Et la question de la relance du tourisme devrait être un défi constant pour les acteurs burkinabè du tourisme.  Quelle politique, quelle stratégie ou mieux, quelle pédagogie du tourisme administrée au secteur pour permettre une relance rapide des activités touristiques au Burkina Faso ?. C’est autant de questionnements préoccupants pour lesquels Nelson CONGO, ancien DG de l’Office National du Tourisme (ONTB) et par ailleurs homme de média, nous partage son expérience.

Mais avant d’en arriver là, il nous parle de ses activités  après son départ de l’ONTB  en mai 2021 ?

 Nelson CONGO (N.C.) : Permettez-moi, d’emblée, d’être reconnaissant à votre média qui me fait l’heureuse surprise en me retrouvant dans l’intention de parler du tourisme et cela, après plus d’une année de mon départ de de la tête de l’Office national du tourisme burkinabè (ONTB).



Pour répondre à votre question simplement et dans l’ordre chronologique des faits, sachez que quand je passais les charges à mon successeur, j’avais sous la main une étude sur la responsabilité sociétale des établissements touristiques d’hébergement (hôtels) du pays à boucler. Il s’est agi dans cette recherche menée sur les hôtels de la région du centre-ouest, de mettre en lumière le comportement des acteurs de l’hôtellerie vis-à-vis de la responsabilité sociétale, gage d’une promotion du secteur.
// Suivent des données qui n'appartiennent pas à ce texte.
// SPDX-License-Identifier: BUSL-1.1
// Copyright (c) 2026 Alfred Jean LLC

//! in-tail: follow a file and emit one event per line.
//!
//! Remembers its read offset in an optional pos file so a restart
//! resumes where the previous run stopped. Rotation is detected on EOF
//! by inode change or shrinkage, at which point the file is re-opened
//! from the start.

use crate::parser::{LineFormat, TimeParser};
use fluxion_core::Event;
use fluxion_plugin::{Env, InputPlugin, Plugin, PluginError};
use serde::Deserialize;
use std::os::unix::fs::MetadataExt;
use std::path::PathBuf;
use std::time::Duration;
use tokio::fs::File;
use tokio::io::{AsyncBufReadExt, AsyncSeekExt, BufReader};
use tokio::time::sleep;
use tokio_util::sync::CancellationToken;
use tracing::{debug, warn};

const POLL_INTERVAL: Duration = Duration::from_millis(200);

#[derive(Debug, Deserialize)]
struct TailConfig {
    tag: String,
    path: String,
    #[serde(default)]
    pos_file: Option<String>,
    #[serde(default)]
    format: String,
    #[serde(default)]
    pattern: Option<String>,
    #[serde(default)]
    time_key: Option<String>,
    #[serde(default)]
    time_format: Option<String>,
    #[serde(default)]
    timezone: Option<String>,
    #[serde(default)]
    read_from_head: bool,
}

struct Worker {
    env: Env,
    tag: String,
    path: PathBuf,
    pos_file: Option<PathBuf>,
    read_from_head: bool,
    format: LineFormat,
    time: Option<TimeParser>,
}

pub struct TailInput {
    worker: Option<Worker>,
    cancel: CancellationToken,
}

impl TailInput {
    #[allow(clippy::new_without_default)]
    pub fn new() -> Self {
        Self { worker: None, cancel: CancellationToken::new() }
    }
}

impl Plugin for TailInput {
    fn init(&mut self, env: &Env) -> Result<(), PluginError> {
        let conf: TailConfig = env.read_config()?;
        let format = LineFormat::new(&conf.format, conf.pattern.as_deref())?;
        let time = match (&conf.time_key, &conf.time_format) {
            (Some(key), Some(format)) => {
                Some(TimeParser::new(key, format, conf.timezone.as_deref())?)
            }
            _ => None,
        };
        self.worker = Some(Worker {
            env: env.clone(),
            tag: conf.tag,
            path: PathBuf::from(conf.path),
            pos_file: conf.pos_file.map(PathBuf::from),
            read_from_head: conf.read_from_head,
            format,
            time,
        });
        Ok(())
    }

    fn start(&mut self) -> Result<(), PluginError> {
        let worker = self.worker.take().ok_or_else(|| PluginError::msg("not initialised"))?;
        tokio::spawn(tail_loop(worker, self.cancel.clone()));
        Ok(())
    }

    fn stop(&mut self) -> Result<(), PluginError> {
        self.cancel.cancel();
        Ok(())
    }
}

impl InputPlugin for TailInput {}

async fn load_pos(worker: &Worker) -> Option<u64> {
    let pos_file = worker.pos_file.as_ref()?;
    let content = tokio::fs::read_to_string(pos_file).await.ok()?;
    content.trim().parse().ok()
}

async fn save_pos(worker: &Worker, offset: u64) {
    if let Some(pos_file) = &worker.pos_file {
        if let Err(err) = tokio::fs::write(pos_file, offset.to_string()).await {
            debug!(pos_file = %pos_file.display(), error = %err, "pos file write failed");
        }
    }
}

async fn tail_loop(worker: Worker, cancel: CancellationToken) {
    let mut offset = match load_pos(&worker).await {
        Some(offset) => offset,
        None if worker.read_from_head => 0,
        None => tokio::fs::metadata(&worker.path).await.map(|m| m.len()).unwrap_or(0),
    };

    'reopen: loop {
        let file = loop {
            match File::open(&worker.path).await {
                Ok(file) => break file,
                Err(err) => {
                    debug!(path = %worker.path.display(), error = %err, "waiting for file");
                    tokio::select! {
                        _ = sleep(POLL_INTERVAL) => {}
                        _ = cancel.cancelled() => return,
                    }
                }
            }
        };

        let (ino, len) = match file.metadata().await {
            Ok(meta) => (meta.ino(), meta.len()),
            Err(_) => (0, 0),
        };
        if len < offset {
            // Truncated while we were away.
            offset = 0;
        }
        let mut reader = BufReader::new(file);
        if reader.seek(std::io::SeekFrom::Start(offset)).await.is_err() {
            offset = 0;
        }

        let mut line = String::new();
        let mut carry = String::new();
        loop {
            line.clear();
            match reader.read_line(&mut line).await {
                Ok(0) => {
                    save_pos(&worker, offset).await;
                    match tokio::fs::metadata(&worker.path).await {
                        Ok(meta) if meta.ino() != ino || meta.len() < offset => {
                            debug!(path = %worker.path.display(), "file rotated; reopening");
                            offset = 0;
                            continue 'reopen;
                        }
                        Err(_) => continue 'reopen,
                        _ => {}
                    }
                    tokio::select! {
                        _ = sleep(POLL_INTERVAL) => {}
                        _ = cancel.cancelled() => {
                            save_pos(&worker, offset).await;
                            return;
                        }
                    }
                }
                Ok(n) => {
                    offset += n as u64;
                    carry.push_str(&line);
                    if !carry.ends_with('\n') {
                        // Partial line; wait for the writer to finish it.
                        continue;
                    }
                    let complete = carry.trim_end_matches(['\n', '\r']).to_string();
                    carry.clear();
                    if complete.is_empty() {
                        continue;
                    }
                    if emit_line(&worker, &complete).await.is_err() {
                        return;
                    }
                }
                Err(err) => {
                    warn!(path = %worker.path.display(), error = %err, "read failed; reopening");
                    tokio::select! {
                        _ = sleep(POLL_INTERVAL) => {}
                        _ = cancel.cancelled() => return,
                    }
                    continue 'reopen;
                }
            }
        }
    }
}

async fn emit_line(worker: &Worker, line: &str) -> Result<(), PluginError> {
    let record = match worker.format.parse(line) {
        Ok(record) => record,
        Err(err) => {
            worker.env.log().warning(format!("{err}")).await;
            return Ok(());
        }
    };
    let ev = match worker.time.as_ref().map(|t| t.extract(&record)) {
        Some(Ok(Some(time))) => Event::with_time(&worker.tag, time, record),
        Some(Err(err)) => {
            worker.env.log().warning(format!("{err}")).await;
            Event::new(&worker.tag, record)
        }
        _ => Event::new(&worker.tag, record),
    };
    worker.env.emit(ev).await
}

#[cfg(test)]
#[path = "tail_tests.rs"]
mod tests;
Du coup, je me suis attelé à terminer ce travail.

Après quoi, j’ai continué dans mon métier dans lequel tout le monde me connaît qui est celui de l’enseignement. Rappelez-vous que j’officie depuis 2015 comme enseignant permanent à l’Université Joseph KI-ZERBO plus précisément à l’Institut Burkinabè des Arts et Métiers. Parallèlement, et à l’idée de vouloir partager le peu de savoir-faire et savoir-être acquis dans l’exercice des fonctions que j’ai assumées dans les différents postes, je me suis lancé dans l’expertise nationale et internationale que j’assure à travers des prestations intellectuelles. Vous êtes présentement dans mon bureau où je concocte et peaufine régulièrement les théories, les méthodes et les approches managériales au profit des entreprises. De l’autre versant de mon profil qui est la communication, j’ai voulu redonner, un nouvel élan à l’émission « Au cœur du Développement » que j’anime sur la chaîne de télévision Impact TV. Voilà en résumé ce que je fais depuis mon départ de l’ONTB sans oublier mes autres projets dont ma ferme naissante et la gestion de mes établissements.
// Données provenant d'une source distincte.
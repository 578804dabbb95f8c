// SPDX-License-Identifier: BUSL-1.1
// Copyright (c) 2026 Alfred Jean LLC

use std::process::ExitCode;

#[tokio::main]
async fn main() -> ExitCode {
    fluxion_plugins::plugin_main("out-forward").await
}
ArtBF : Avant  l’ONTB, vous animiez l’émission « Culture et Développement » à la télévision  « IMPACT TV  » . Quel lien faites-vous entre la culture et le développement ?

N.C. : C’est vrai que depuis 2009, la télévision Impact TV est devenue une donne indépassable dans l’espace médiatique audiovisuel burkinabè.

J’ai été par la grâce de Dieu coopté par les premiers responsables de la chaîne, dès sa création,pour animer ce grand magazine d’une heure qui s’appelle « Culture et Développement ». J’ai fait le boulot et bien pendant 10 ans avant que le magazine ne prenne aujourd’hui la dénomination « Au cœur du développement ». Il traite des thématiques du développement. Maintenant,quant à la relation entre culture et développement, je dirai que c’est une relation  évidente d’un couple.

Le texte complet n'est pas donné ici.